Remember Rob Lilwall? He is one of my favourite Less Ordinary Lives, a young man who jacked it all in to cycle 30,000 miles from Siberia back home to England (he went the long way round).

Well, he's off again – this time to walk a mere 3,500 km from Ulan Bator in Mongolia to Hong Kong, where he now lives. The trek will take him and his companion through the Gobi desert, along the Great Wall, down the gorges of the Yellow River and across the mountains of central China. He leaves in November.


Part of the joy of Lilwall's original expedition was his amateur under-preparedness – £10 Royal Mail waterproofs, a pup tent and no fixed route – and an absence of the trappings of modern-day expeditions: camera crew, sponsorship and a book deal.

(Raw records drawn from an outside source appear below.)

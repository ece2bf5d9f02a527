//! Sound cue routing
//!
//! The simulation only names cues. Decoding and playback belong to an
//! `AudioBackend` supplied by the host; `AudioManager` applies volume and mute.

/// Sound cues the game can trigger
#[derive(Debug, Clone, Copy, PartialEq, Eq, Hash)]
pub enum SoundCue {
    /// Title screen tapped
    GameStart,
    /// Lead-in finished, round timer started
    TimeStart,
    /// Bullet released
    Shoot,
    /// Enemy fell into the water
    Splash,
    /// Bullet hit an enemy
    Hit,
    /// Round timer ran out
    GameOver,
    /// Leaderboard revealed
    Ranking,
    /// Rewind and start the background music
    BgmStart,
    /// Pause the background music
    BgmStop,
}

impl SoundCue {
    /// Background music cues are governed by the music volume
    pub fn is_music(self) -> bool {
        matches!(self, SoundCue::BgmStart | SoundCue::BgmStop)
    }
}

/// Something that can actually make noise
pub trait AudioBackend {
    /// Fire-and-forget playback at the given volume (0.0 - 1.0)
    fn play(&mut self, cue: SoundCue, volume: f32);
}

/// Backend that only logs cues (headless runs)
#[derive(Debug, Default)]
pub struct LogAudio;

impl AudioBackend for LogAudio {
    fn play(&mut self, cue: SoundCue, volume: f32) {
        log::trace!("Sound {:?} at volume {:.2}", cue, volume);
    }
}

/// Audio manager for the game
pub struct AudioManager {
    backend: Box<dyn AudioBackend>,
    master_volume: f32,
    sfx_volume: f32,
    music_volume: f32,
    muted: bool,
}

impl Default for AudioManager {
    fn default() -> Self {
        Self::new(Box::new(LogAudio))
    }
}

impl AudioManager {
    pub fn new(backend: Box<dyn AudioBackend>) -> Self {
        Self {
            backend,
            master_volume: 0.8,
            sfx_volume: 1.0,
            music_volume: 0.7,
            muted: false,
        }
    }

    /// Set master volume (0.0 - 1.0)
    pub fn set_master_volume(&mut self, vol: f32) {
        self.master_volume = vol.clamp(0.0, 1.0);
    }

    /// Set SFX volume (0.0 - 1.0)
    pub fn set_sfx_volume(&mut self, vol: f32) {
        self.sfx_volume = vol.clamp(0.0, 1.0);
    }

    /// Set music volume (0.0 - 1.0)
    pub fn set_music_volume(&mut self, vol: f32) {
        self.music_volume = vol.clamp(0.0, 1.0);
    }

    /// Mute/unmute all audio
    pub fn set_muted(&mut self, muted: bool) {
        self.muted = muted;
    }

    /// Effective volume for a cue
    fn effective_volume(&self, cue: SoundCue) -> f32 {
        if self.muted {
            return 0.0;
        }
        let channel = if cue.is_music() {
            self.music_volume
        } else {
            self.sfx_volume
        };
        self.master_volume * channel
    }

    /// Play a sound cue
    pub fn play(&mut self, cue: SoundCue) {
        let vol = self.effective_volume(cue);
        // Stopping music must go through even when silent
        if vol <= 0.0 && cue != SoundCue::BgmStop {
            return;
        }
        self.backend.play(cue, vol);
    }
}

This trip is slightly different. He is hoping to raise money for children's charity, Viva, for which he and his wife have set up the Hong Kong fundraising office. National Geographic is making a documentary of his journey (his companion is a young cameraman, Leon McCarron). Even Bear Grylls, who I dismissed in my original post, has provided a quote for the pair's trip website (you can follow their progress here).

Does it matter? You can only cash-in your life savings and take three years off to cycle the world once, as Lilwall did. And anyone who has managed to combine being an "adventurer" with running an outpost for a children's charity has to be deeply admired.

For now, Lilwall is getting fit, planning his route and improving his Mandarin. Sadly, those £10 over-trousers probably won't make the kit list.